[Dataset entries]
══════════

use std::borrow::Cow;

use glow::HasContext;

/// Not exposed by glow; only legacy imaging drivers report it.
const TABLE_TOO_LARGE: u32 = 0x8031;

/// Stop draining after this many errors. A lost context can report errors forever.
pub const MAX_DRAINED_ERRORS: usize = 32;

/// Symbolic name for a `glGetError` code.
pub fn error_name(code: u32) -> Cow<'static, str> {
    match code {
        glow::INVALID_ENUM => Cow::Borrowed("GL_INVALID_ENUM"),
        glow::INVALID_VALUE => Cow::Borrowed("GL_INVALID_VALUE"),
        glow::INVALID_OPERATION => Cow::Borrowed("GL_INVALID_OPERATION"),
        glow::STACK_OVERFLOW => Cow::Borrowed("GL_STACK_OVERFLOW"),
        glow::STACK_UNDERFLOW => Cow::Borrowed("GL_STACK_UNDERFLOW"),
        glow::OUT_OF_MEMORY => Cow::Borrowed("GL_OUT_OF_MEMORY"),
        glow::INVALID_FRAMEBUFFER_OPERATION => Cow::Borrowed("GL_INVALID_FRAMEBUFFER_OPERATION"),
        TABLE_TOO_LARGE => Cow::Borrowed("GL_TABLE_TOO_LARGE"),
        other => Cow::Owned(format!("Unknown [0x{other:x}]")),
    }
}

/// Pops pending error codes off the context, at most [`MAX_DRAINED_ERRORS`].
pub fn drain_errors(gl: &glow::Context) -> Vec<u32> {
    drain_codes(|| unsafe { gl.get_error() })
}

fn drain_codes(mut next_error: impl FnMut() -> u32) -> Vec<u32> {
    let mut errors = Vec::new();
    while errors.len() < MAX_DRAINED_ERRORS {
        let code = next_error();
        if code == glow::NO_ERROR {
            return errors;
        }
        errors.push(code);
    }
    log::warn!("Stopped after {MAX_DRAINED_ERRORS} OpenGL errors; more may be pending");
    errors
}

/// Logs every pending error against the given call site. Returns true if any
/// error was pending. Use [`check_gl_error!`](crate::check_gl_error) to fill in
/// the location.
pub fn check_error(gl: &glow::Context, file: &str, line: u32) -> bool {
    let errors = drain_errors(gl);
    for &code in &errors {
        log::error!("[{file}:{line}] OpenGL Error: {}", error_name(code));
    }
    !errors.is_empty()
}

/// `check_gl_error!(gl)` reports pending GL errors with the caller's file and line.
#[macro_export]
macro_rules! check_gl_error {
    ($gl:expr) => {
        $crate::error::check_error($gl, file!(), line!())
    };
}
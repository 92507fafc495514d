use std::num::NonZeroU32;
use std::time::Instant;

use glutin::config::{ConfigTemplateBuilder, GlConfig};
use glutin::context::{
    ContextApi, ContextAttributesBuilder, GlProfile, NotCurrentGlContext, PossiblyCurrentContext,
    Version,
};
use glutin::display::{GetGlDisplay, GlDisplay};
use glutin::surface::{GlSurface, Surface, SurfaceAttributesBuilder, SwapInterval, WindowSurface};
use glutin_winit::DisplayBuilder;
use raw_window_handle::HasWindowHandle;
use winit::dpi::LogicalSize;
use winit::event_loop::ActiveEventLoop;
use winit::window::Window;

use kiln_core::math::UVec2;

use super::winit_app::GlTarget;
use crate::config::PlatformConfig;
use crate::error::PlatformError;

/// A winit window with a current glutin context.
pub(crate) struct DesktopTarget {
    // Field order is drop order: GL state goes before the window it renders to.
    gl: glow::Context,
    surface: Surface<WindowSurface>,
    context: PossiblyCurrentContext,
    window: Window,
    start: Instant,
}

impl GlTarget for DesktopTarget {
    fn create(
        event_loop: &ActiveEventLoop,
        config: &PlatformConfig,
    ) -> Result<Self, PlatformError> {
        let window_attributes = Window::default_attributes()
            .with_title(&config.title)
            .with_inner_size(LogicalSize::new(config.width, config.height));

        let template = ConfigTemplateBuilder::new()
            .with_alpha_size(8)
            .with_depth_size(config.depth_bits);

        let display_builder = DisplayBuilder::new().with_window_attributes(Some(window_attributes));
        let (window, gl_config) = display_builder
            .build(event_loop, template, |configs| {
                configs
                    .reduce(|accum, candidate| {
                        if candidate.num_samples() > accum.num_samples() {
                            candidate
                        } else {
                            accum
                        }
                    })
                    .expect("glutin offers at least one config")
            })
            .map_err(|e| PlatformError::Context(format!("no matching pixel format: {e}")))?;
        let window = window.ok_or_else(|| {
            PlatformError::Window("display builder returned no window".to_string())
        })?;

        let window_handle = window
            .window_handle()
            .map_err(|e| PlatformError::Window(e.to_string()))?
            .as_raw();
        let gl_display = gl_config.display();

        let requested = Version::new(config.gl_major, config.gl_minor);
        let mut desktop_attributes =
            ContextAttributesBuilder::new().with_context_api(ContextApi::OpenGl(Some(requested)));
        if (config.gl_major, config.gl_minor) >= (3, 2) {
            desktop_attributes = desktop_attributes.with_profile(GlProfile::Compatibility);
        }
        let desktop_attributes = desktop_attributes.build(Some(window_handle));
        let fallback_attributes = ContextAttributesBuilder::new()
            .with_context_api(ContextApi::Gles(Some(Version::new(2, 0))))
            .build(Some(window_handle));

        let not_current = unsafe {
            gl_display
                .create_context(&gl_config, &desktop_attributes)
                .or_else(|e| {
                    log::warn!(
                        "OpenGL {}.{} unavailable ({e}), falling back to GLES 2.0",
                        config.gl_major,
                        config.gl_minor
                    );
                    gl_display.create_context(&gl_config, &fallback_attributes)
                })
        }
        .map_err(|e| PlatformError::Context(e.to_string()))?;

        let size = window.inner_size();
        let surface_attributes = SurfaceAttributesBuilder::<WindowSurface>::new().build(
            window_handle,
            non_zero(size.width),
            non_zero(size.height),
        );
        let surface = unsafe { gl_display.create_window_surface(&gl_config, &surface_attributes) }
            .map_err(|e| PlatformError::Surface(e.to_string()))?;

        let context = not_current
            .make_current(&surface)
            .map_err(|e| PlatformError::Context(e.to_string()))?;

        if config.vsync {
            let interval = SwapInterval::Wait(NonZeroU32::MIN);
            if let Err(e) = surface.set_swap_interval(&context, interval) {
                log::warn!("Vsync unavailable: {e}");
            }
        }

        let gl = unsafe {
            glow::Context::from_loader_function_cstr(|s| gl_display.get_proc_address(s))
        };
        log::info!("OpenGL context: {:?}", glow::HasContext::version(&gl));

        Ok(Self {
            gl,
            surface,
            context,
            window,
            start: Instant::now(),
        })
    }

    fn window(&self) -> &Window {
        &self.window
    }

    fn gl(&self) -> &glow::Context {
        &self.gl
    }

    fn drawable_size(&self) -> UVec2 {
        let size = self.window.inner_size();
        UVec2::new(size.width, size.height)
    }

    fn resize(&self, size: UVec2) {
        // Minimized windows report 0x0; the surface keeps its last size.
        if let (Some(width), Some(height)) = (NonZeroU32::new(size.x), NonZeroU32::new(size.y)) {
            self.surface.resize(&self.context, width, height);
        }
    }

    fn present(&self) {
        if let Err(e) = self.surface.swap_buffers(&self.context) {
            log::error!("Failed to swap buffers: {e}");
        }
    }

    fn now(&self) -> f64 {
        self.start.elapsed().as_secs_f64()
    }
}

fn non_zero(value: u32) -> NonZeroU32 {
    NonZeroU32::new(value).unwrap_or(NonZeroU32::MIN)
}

══════════

### What to work on
Could you write out exactly the lines above, starting at the first one and ending with the line that has "pub const MAX_DRAINED_ERRORS: usize = 32;"?

### Worked solution
use std::borrow::Cow;

use glow::HasContext;

/// Not exposed by glow; only legacy imaging drivers report it.
const TABLE_TOO_LARGE: u32 = 0x8031;

/// Stop draining after this many errors. A lost context can report errors forever.
pub const MAX_DRAINED_ERRORS: usize = 32;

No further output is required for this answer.